Um investigador iraquiano no complexo de Rusafa levantou outra preocupação: tendências sectárias no Ministério do Interior. O invetigador, que não pode ser identificado por causa dos procedimentos de segurança do complexo, disse que funcionários do ministério transformaram-no em assunto de inquérito quando ele expressou sua intenção de casar-se com uma mulher sunita. "Que tipo de investigação é essa?", disse sem disfarçar o desprezo.

De acordo com os procedimentos no Iraque, a fase principal para recolher evidências acontece antes do julgamento quando um juiz de investigação questiona as testemunhas e prepara um relatório para a equipe de jurados avaliar. Os julgamentos propriamente ditos parecem relativamente breves para observadores familiarizados com o sistema americano. Com a excessiva segurança de Rusafa, não é fácil para os iraquianos irem aos julgamentos, que são então gravados em vídeo.

Num sistema legal que tem se baseado principalmente em confissões e muito pouco em investigações forenses na cena do crime, freqüentemente há alegações de tortura.

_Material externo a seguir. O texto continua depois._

//! Optional worker-pool overlay a processor can use to run per-packet work
//! asynchronously, with timeouts and cooperative interruption. The pool's
//! lifecycle is tied to the session's `begin`/`end` states rather than to
//! its own constructor, matching the session-driven start/stop contract.

use std::sync::atomic::{AtomicBool, Ordering};
use std::sync::Arc;
use std::time::Duration;

use futures::future::BoxFuture;
use tokio::sync::{mpsc, Mutex as AsyncMutex, Notify};
use tokio::task::JoinHandle;

use crate::error::{Error, Result};
use crate::packet::{ClosePacket, Packet};
use crate::processor::ProcessorContext;
use crate::session_types::{states, StateChange};

pub const DEFAULT_WORKER_POOL_SIZE: usize = 4;
pub const DEFAULT_MAX_TASK_TIMEOUT: Duration = Duration::from_secs(60);

/// One unit of work handed to an executor. `interrupt` is the cooperative
/// cancellation signal: an executing worker that dequeues an interrupt
/// task stops the whole pool rather than running it.
pub struct Task {
    pub packet: Packet,
    pub interrupt: bool,
}

impl Task {
    pub fn new(packet: Packet) -> Self {
        Self { packet, interrupt: false }
    }

    pub fn interrupt() -> Self {
        Self {
            packet: Packet::Close(ClosePacket::new("task runner interrupt")),
            interrupt: true,
        }
    }
}

pub type TaskFuture = BoxFuture<'static, Result<()>>;
pub type TaskExecutorFn = Arc<dyn Fn(Task) -> TaskFuture + Send + Sync>;
pub type RequestBuilderFn = Arc<dyn Fn(&Packet) -> Result<Option<Task>> + Send + Sync>;
pub type LifecycleCallback = Arc<dyn Fn() + Send + Sync>;
pub type StateCallback = Arc<dyn Fn(&StateChange) + Send + Sync>;

#[derive(Clone)]
pub struct TaskRunnerConfig {
    pub worker_pool_size: usize,
    pub task_timeout: Option<Duration>,
    pub max_task_timeout: Duration,
    pub concurrent_mode: bool,
}

impl Default for TaskRunnerConfig {
    fn default() -> Self {
        Self {
            worker_pool_size: DEFAULT_WORKER_POOL_SIZE,
            task_timeout: None,
            max_task_timeout: DEFAULT_MAX_TASK_TIMEOUT,
            concurrent_mode: true,
        }
    }
}

impl TaskRunnerConfig {
    /// Normalizes a non-positive pool size to the default, matching the
    /// "WorkerPoolSize (default 4 if <=0)" contract.
    fn effective_pool_size(&self) -> usize {
        if self.worker_pool_size == 0 {
            DEFAULT_WORKER_POOL_SIZE
        } else {
            self.worker_pool_size
        }
    }

    fn effective_timeout(&self) -> Duration {
        self.task_timeout.unwrap_or(self.max_task_timeout)
    }
}

pub struct TaskRunner {
    config: TaskRunnerConfig,
    request_builder: RequestBuilderFn,
    executor: TaskExecutorFn,
    init_callback: Option<LifecycleCallback>,
    terminate_callback: Option<LifecycleCallback>,
    state_callback: Option<StateCallback>,
    queue_tx: parking_lot::Mutex<Option<mpsc::Sender<Task>>>,
    workers: parking_lot::Mutex<Vec<JoinHandle<()>>>,
    stopped: Arc<AtomicBool>,
    shutdown: Arc<Notify>,
}

impl TaskRunner {
    pub fn new(config: TaskRunnerConfig, request_builder: RequestBuilderFn, executor: TaskExecutorFn) -> Self {
        Self {
            config,
            request_builder,
            executor,
            init_callback: None,
            terminate_callback: None,
            state_callback: None,
            queue_tx: parking_lot::Mutex::new(None),
            workers: parking_lot::Mutex::new(Vec::new()),
            stopped: Arc::new(AtomicBool::new(false)),
            shutdown: Arc::new(Notify::new()),
        }
    }

    pub fn with_init_callback(mut self, cb: LifecycleCallback) -> Self {
        self.init_callback = Some(cb);
        self
    }

    pub fn with_terminate_callback(mut self, cb: LifecycleCallback) -> Self {
        self.terminate_callback = Some(cb);
        self
    }

    pub fn with_state_callback(mut self, cb: StateCallback) -> Self {
        self.state_callback = Some(cb);
        self
    }

    /// Session-facing entry point: invoked for every state change. Starts
    /// the pool on `begin`, stops it on `end`; `state_callback` observes
    /// every state regardless.
    pub async fn handle_state(&self, state: &StateChange) {
        if let Some(cb) = &self.state_callback {
            cb(state);
        }
        match state.state.as_str() {
            states::BEGIN => self.start().await,
            states::END => self.stop().await,
            _ => {}
        }
    }

    async fn start(&self) {
        self.stopped.store(false, Ordering::Release);
        let pool_size = self.config.effective_pool_size();
        let (tx, rx) = mpsc::channel(pool_size * 2);
        *self.queue_tx.lock() = Some(tx);
        let rx = Arc::new(AsyncMutex::new(rx));

        let mut handles = Vec::with_capacity(pool_size);
        for worker_id in 0..pool_size {
            let rx = rx.clone();
            let executor = self.executor.clone();
            let stopped = self.stopped.clone();
            let shutdown = self.shutdown.clone();
            let timeout = self.config.effective_timeout();
            handles.push(tokio::spawn(async move {
                Self::worker_loop(worker_id, rx, executor, stopped, shutdown, timeout).await;
            }));
        }
        *self.workers.lock() = handles;

        if let Some(init) = &self.init_callback {
            init();
        }
        tracing::info!(pool_size, "task runner pool started");
    }

    async fn worker_loop(
        worker_id: usize,
        rx: Arc<AsyncMutex<mpsc::Receiver<Task>>>,
        executor: TaskExecutorFn,
        stopped: Arc<AtomicBool>,
        shutdown: Arc<Notify>,
        timeout: Duration,
    ) {
        loop {
            if stopped.load(Ordering::Acquire) {
                break;
            }

            let task = tokio::select! {
                task = async {
                    let mut guard = rx.lock().await;
                    guard.recv().await
                } => task,
                _ = shutdown.notified() => None,
            };

            let Some(task) = task else {
                break;
            };

            if task.interrupt {
                tracing::debug!(worker_id, "task runner interrupted");
                stopped.store(true, Ordering::Release);
                shutdown.notify_waiters();
                break;
            }

            match tokio::time::timeout(timeout, executor(task)).await {
                Ok(Ok(())) => {}
                Ok(Err(err)) => tracing::error!(worker_id, error = %err, "task executor failed"),
                Err(_) => tracing::error!(worker_id, ?timeout, "task timed out"),
            }
        }
    }

    async fn stop(&self) {
        if self.stopped.swap(true, Ordering::AcqRel) {
            return;
        }
        *self.queue_tx.lock() = None;

        let handles: Vec<JoinHandle<()>> = {
            let mut workers = self.workers.lock();
            std::mem::take(&mut *workers)
        };
        for mut handle in handles {
            self.shutdown.notify_waiters();
            loop {
                tokio::select! {
                    res = &mut handle => {
                        let _ = res;
                        break;
                    }
                    _ = tokio::time::sleep(Duration::from_millis(20)) => {
                        self.shutdown.notify_waiters();
                    }
                }
            }
        }

        if let Some(term) = &self.terminate_callback {
            term();
        }
        tracing::info!("task runner pool stopped");
    }

    /// Builds a request for `packet` and either runs it inline
    /// (non-concurrent mode) or enqueues it for a pool worker.
    pub async fn handle_packet(&self, ctx: &dyn ProcessorContext, packet: &Packet) {
        let task = match (self.request_builder)(packet) {
            Ok(Some(task)) => task,
            Ok(None) => return,
            Err(err) => {
                ctx.cause_error(err);
                return;
            }
        };

        if !self.config.concurrent_mode {
            let timeout = self.config.effective_timeout();
            match tokio::time::timeout(timeout, (self.executor)(task)).await {
                Ok(Ok(())) => {}
                Ok(Err(err)) => ctx.cause_error(err),
                Err(_) => ctx.cause_error(Error::Timeout(timeout)),
            }
            return;
        }

        let tx = self.queue_tx.lock().clone();
        match tx {
            Some(tx) => {
                if tx.try_send(task).is_err() {
                    tracing::warn!("task queue full or closed; dropping packet");
                }
            }
            None => {
                tracing::warn!("task queue unavailable; dropping packet");
                ctx.cause_error(Error::TaskQueueUnavailable("pool not running".to_string()));
            }
        }
    }
}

Num julgamento na corte de Rusafa em 3 de julho, os juízes inocentaram quatro acusados de assassinato e estupro alegando que suas confissões pareciam ter sido feitas sob coerção. Relatórios médicos apontavam para uma possível tortura, mas faltavam evidências físicas. Os réus pasmos receberam o veredicto com enorme alívio, como mostrou a gravação em vídeo do julgamento.

Os americanos disseram que ficaram entusiasmados com a tenacidade com a qual os investigadores perseguiram Abu Qatada em particular. "Chamávamos ele de ‘o lobo’", disse um juiz que esteve envolvido na investigação do caso. "Não foi fácil fazê-lo falar."

Os investigadores se valeram principalmente de testemunhas, que foram levadas através de uma entrada especial nos escritórios da corte para que fossem entrevistadas confidencialmente. Seus testemunhos foram disponibilizados em um arquivo que apenas os juízes podiam ler. As evidências do arquivo foram suficientes para persuadir o júri composto por três jurados, um sunita e dois xiitas, a condenar Abu Qatada por dois crimes: posse de armas como parte de um grupo armado contra o Estado, que o levou a uma sentença de trinta anos, e por crimes de terrorismo, que foram considerados como um crime capital. Sua condenação e pena estão sob apelação.

Um teste mais rigoroso da imparcialidade do sistema acontecerá em breve quando um policial xiita irá a julgamento. Identificado somente como tenente coronel A, ele está sendo julgado pelas acusações de ter atacado e torturado dúzias de prisioneiros sunitas que estavam sob sua custódia em nome de uma milícia xiita.